To create the trust, you would transfer your gift of cash, stocks, bonds, real estate or other assets to the trust. Your trustee can be either a financial institution or a financial advisor of your choice. Your trustee would sell the assets in the trust for their fair market value and invest the proceeds. You and/or other loved ones chosen by you will receive all or part of this income for life, or some fixed term of years. At the end of the term or upon your death, D.E.L.T.A, Rescue would receive the balance of the trust proceeds. A CRT can also be set up to begin at the time of your death.
You can use the tax savings and income to invest as you wish; to fund your retirement plans; to pay for life insurance; or to supplement other sources of income. Depending on the type of trust you choose you will receive either: a fixed return based on the value of the initial investment (CRAT) or a variable return depending on the value of the trust assets calculated at the beginning of each year (CRUT).
Here is an example of how these trusts could work:
Mr. Jones, who is 65 years old, is planning on retiring soon. He loves animals and supports D.E.L.T.A. Rescue and other animal welfare charities. Ten years ago he purchased stocks and bonds for $40,000 that are now worth $150,000. If Mr. Jones were to sell the stock and invest it, he would owe capital gains tax of close to $30,000, reducing the amount he can invest from $150,000 to $120,000. Mr. Jones also has other taxable income of $75,000. Mr. Jones expects a 6% rate of return on his money.

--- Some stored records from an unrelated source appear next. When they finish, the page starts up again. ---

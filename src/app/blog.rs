use std::sync::LazyLock;

use dashmap::DashMap;
use leptos::{html::Input, prelude::*, server_fn::codec::GetUrl};
use leptos_meta::Title;
use leptos_router::{components::*, hooks::*};

#[cfg(feature = "ssr")]
use crate::content::blog::{rendered_post, search_posts};
use crate::content::blog::{get_post_by_slug, list_posts_by_tag, BlogPost, RenderedPost};

/// Browser-side memo of search results and rendered bodies.
static SEARCH_CACHE: LazyLock<DashMap<String, Vec<String>>> = LazyLock::new(DashMap::new);
static POST_CACHE: LazyLock<DashMap<String, RenderedPost>> = LazyLock::new(DashMap::new);

#[component]
pub fn BlogWrapper() -> impl IntoView {
    let clicked = ArcTrigger::new();
    provide_context(clicked.clone());
    view! {
        <Title text="Blog" />
        <div class="py-16 px-4 pt-24 mx-auto max-w-4xl sm:px-6 lg:px-8">
            <div class="mb-12 space-y-4 text-center">
                <h1 class="font-serif text-4xl font-bold md:text-6xl text-foreground">
                    <a
                        href="/blog"
                        on:click=move |_| clicked.notify()
                        class="transition-colors duration-200 hover:text-accent"
                    >
                        "Devlog"
                    </a>
                    <a
                        href="/rss.xml"
                        target="_blank"
                        class="ml-4 text-2xl align-middle transition-colors duration-200 text-muted-foreground hover:text-accent"
                        aria-label="RSS Feed"
                    >
                        "RSS"
                    </a>
                </h1>
                <p class="mx-auto max-w-2xl text-xl text-muted-foreground">
                    "Notes from shipping AI apps, products and quant tools fast."
                </p>
            </div>
            <Outlet />
        </div>
    }
}

#[server(input = GetUrl)]
pub async fn search_posts_server(pattern: String) -> Result<Vec<String>, ServerFnError> {
    search_posts(&pattern)
        .map(|posts| posts.into_iter().map(|p| p.slug.to_string()).collect())
        .map_err(|e| ServerFnError::new(e.to_string()))
}

#[component]
fn PostSummary(post: &'static BlogPost) -> impl IntoView {
    let date = post
        .published_on()
        .map(|d| d.format("%b %e, %Y").to_string())
        .unwrap_or_default();
    view! {
        <A href=post.href() attr:class="block p-6 rounded-xl border transition-colors duration-200 group border-border hover:border-accent">
            <div class="flex flex-wrap gap-3 items-center mb-2 text-sm text-muted-foreground">
                <span>{date}</span>
                <span>"•"</span>
                <span>{post.read_time}</span>
            </div>
            <h2 class="mb-2 font-serif text-2xl font-bold transition-colors group-hover:text-accent">
                {post.title}
            </h2>
            <p class="mb-4 text-muted-foreground">{post.excerpt}</p>
            <div class="flex flex-wrap gap-2">
                {post
                    .tags
                    .iter()
                    .map(|tag| {
                        view! {
                            <span class="py-1 px-2 text-xs rounded-md border bg-muted border-border">
                                {*tag}
                            </span>
                        }
                    })
                    .collect_view()}
            </div>
        </A>
    }
}

/// Search hits in result order, narrowed to `tag` when one is selected.
fn listed_posts(slugs: &[String], tag: Option<&str>) -> Vec<&'static BlogPost> {
    let tagged = tag.map(list_posts_by_tag);
    slugs
        .iter()
        .filter_map(|slug| get_post_by_slug(slug))
        .filter(|p| tagged.as_ref().is_none_or(|ts| ts.contains(p)))
        .collect()
}

#[component]
pub fn BlogHome() -> impl IntoView {
    let (search, set_search) = signal(String::new());
    let input_ref = NodeRef::<Input>::new();
    let query = use_query_map();
    let tag = move || query.get().get("tag");

    let slugs = Resource::new(move || search.get(), move |search| async move {
        let cache = &*SEARCH_CACHE;
        if let Some(hit) = cache.get(&search) {
            return Ok((*hit).clone());
        }
        let found = search_posts_server(search.clone()).await?;
        // only cache searches on the browser
        #[cfg(feature = "hydrate")]
        cache.insert(search, found.clone());
        Ok::<_, ServerFnError>(found)
    });

    let header_clicked = expect_context::<ArcTrigger>();
    Effect::watch(
        move || header_clicked.track(),
        move |_, _, _| {
            let Some(el) = input_ref.get_untracked() else {
                return;
            };
            set_search.set(String::new());
            el.set_value("");
        },
        false,
    );

    view! {
        <div class="mb-8">
            <form
                class="flex flex-col gap-3 items-start sm:flex-row sm:items-center"
                on:submit=move |ev| {
                    ev.prevent_default();
                    let Some(el) = input_ref.get_untracked() else {
                        return;
                    };
                    set_search.set(el.value());
                }
            >
                <label for="blog_search" class="font-medium whitespace-nowrap text-accent">
                    "Search (regex):"
                </label>
                <input
                    id="blog_search"
                    class="flex-grow py-2 px-4 w-full rounded-lg border transition-all duration-200 sm:max-w-md focus:ring-2 focus:outline-none border-border bg-background text-foreground placeholder-muted-foreground focus:ring-accent"
                    node_ref=input_ref
                    placeholder="Enter search pattern..."
                />
                <button
                    type="submit"
                    class="py-2 px-4 whitespace-nowrap rounded-lg border transition-all duration-200 bg-accent/20 text-accent border-accent/30 hover:bg-accent/30"
                >
                    "Search"
                </button>
            </form>
            {move || {
                tag()
                    .map(|t| {
                        view! {
                            <p class="mt-3 text-sm text-muted-foreground">
                                "Tagged " <span class="font-semibold text-foreground">{t}</span> " • "
                                <A href="/blog" attr:class="text-accent hover:underline">
                                    "clear"
                                </A>
                            </p>
                        }
                    })
            }}
        </div>
        <Transition fallback=move || {
            view! {
                <div class="space-y-4">
                    <div class="h-24 rounded-xl animate-pulse bg-muted"></div>
                    <div class="h-24 rounded-xl animate-pulse bg-muted"></div>
                </div>
            }
        }>
            {move || Suspend::new(async move {
                match slugs.await {
                    Err(e) => {
                        view! { <p class="text-red-500">{e.to_string()}</p> }.into_any()
                    }
                    Ok(slugs) => {
                        let posts = listed_posts(&slugs, tag().as_deref());
                        if posts.is_empty() {
                            view! { <p class="text-muted-foreground">"No posts match."</p> }
                                .into_any()
                        } else {
                            view! {
                                <div class="space-y-6">
                                    {posts
                                        .into_iter()
                                        .map(|post| view! { <PostSummary post=post /> })
                                        .collect_view()}
                                </div>
                            }
                                .into_any()
                        }
                    }
                }
            })}
        </Transition>
    }
}

#[server(input = GetUrl)]
pub async fn get_post_server(slug: String) -> Result<RenderedPost, ServerFnError> {
    rendered_post(&slug).map_err(|e| ServerFnError::new(e.to_string()))
}

#[component]
pub fn BlogPage() -> impl IntoView {
    let params = use_params_map();
    let slug = move || params.get().get("slug").unwrap_or_default();
    let body = Resource::new(slug, move |slug| async move {
        let cache = &*POST_CACHE;
        if let Some(hit) = cache.get(&slug) {
            return Ok((*hit).clone());
        }
        let rendered = get_post_server(slug.clone()).await?;
        #[cfg(feature = "hydrate")]
        cache.insert(slug, rendered.clone());
        Ok::<_, ServerFnError>(rendered)
    });

    view! {
        {move || match get_post_by_slug(&slug()) {
            None => {
                view! {
                    <Title text="Post not found" />
                    <div class="py-16 text-center">
                        <p class="mb-4 text-xl">"Post not found"</p>
                        <A href="/blog" attr:class="text-accent hover:underline">
                            "← Back to the blog"
                        </A>
                    </div>
                }
                    .into_any()
            }
            Some(post) => {
                view! {
                    <Title text=post.title />
                    <article>
                        <A
                            href="/blog"
                            attr:class="inline-block mb-8 text-sm text-muted-foreground hover:text-accent"
                        >
                            "← All posts"
                        </A>
                        <header class="mb-8 space-y-4">
                            <h1 class="font-serif text-4xl font-bold md:text-5xl">{post.title}</h1>
                            <div class="flex flex-wrap gap-3 items-center text-sm text-muted-foreground">
                                <span>{post.author}</span>
                                <span>"•"</span>
                                <span>
                                    {post
                                        .published_on()
                                        .map(|d| d.format("%B %e, %Y").to_string())
                                        .unwrap_or_default()}
                                </span>
                                <span>"•"</span>
                                <span>{post.read_time}</span>
                            </div>
                            <div class="flex flex-wrap gap-2">
                                {post
                                    .tags
                                    .iter()
                                    .map(|tag| {
                                        view! {
                                            <A
                                                href=format!("/blog?tag={tag}")
                                                attr:class="py-1 px-2 text-xs rounded-md border bg-muted border-border hover:border-accent"
                                            >
                                                {*tag}
                                            </A>
                                        }
                                    })
                                    .collect_view()}
                            </div>
                        </header>
                        {post
                            .cover_image
                            .map(|src| {
                                view! {
                                    <img
                                        src=src
                                        alt=post.title
                                        class="object-cover mb-10 w-full rounded-2xl border aspect-video border-border"
                                    />
                                }
                            })}
                        <Suspense fallback=move || {
                            view! { <div class="h-64 rounded-xl animate-pulse bg-muted"></div> }
                        }>
                            {move || Suspend::new(async move {
                                body.await
                                    .map(|p| {
                                        view! {
                                            <div class="max-w-none prose prose-invert" inner_html=p.html></div>
                                        }
                                    })
                            })}
                        </Suspense>
                    </article>
                }
                    .into_any()
            }
        }}
    }
}

#[cfg(test)]
mod tests {
    use super::*;
    use crate::content::blog::list_posts;

    #[test]
    fn test_listing_without_tag_keeps_search_order() {
        let slugs = list_posts()
            .iter()
            .rev()
            .map(|p| p.slug.to_string())
            .collect::<Vec<_>>();

        let listed = listed_posts(&slugs, None);

        assert_eq!(listed.len(), slugs.len());
        assert_eq!(listed[0].slug, slugs[0]);
    }

    #[test]
    fn test_listing_narrowed_by_tag() {
        let mut slugs = list_posts()
            .iter()
            .map(|p| p.slug.to_string())
            .collect::<Vec<_>>();
        slugs.push("no-such-post".to_string());

        let listed = listed_posts(&slugs, Some("Devlog"));

        assert!(!listed.is_empty());
        assert!(listed.iter().all(|p| p.has_tag("Devlog")));
        assert!(listed_posts(&slugs, Some("nonexistent-tag")).is_empty());
    }
}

If Mr. Jones creates a CRAT, and transfers the stocks and bonds to that trust, where it is sold at it’s market value, no capital gains will be due. The entire $150,000 can be invested. Mr. Jones will also have an income tax deduction, based on the amount of money to be distributed to charity when the trust terminates, of about $52,000. He can use $26,000 (30%- based on adjusted gross income) the first year and the remainder for up to an additional five years. This could result in a tax savings of $8,000 per year.
Mr. Jones will also receive an additional $10,000 per year for life from the trust. He took a portion of that income and purchased a life insurance policy in the amount equal to the value of the stock to give his heirs upon his death.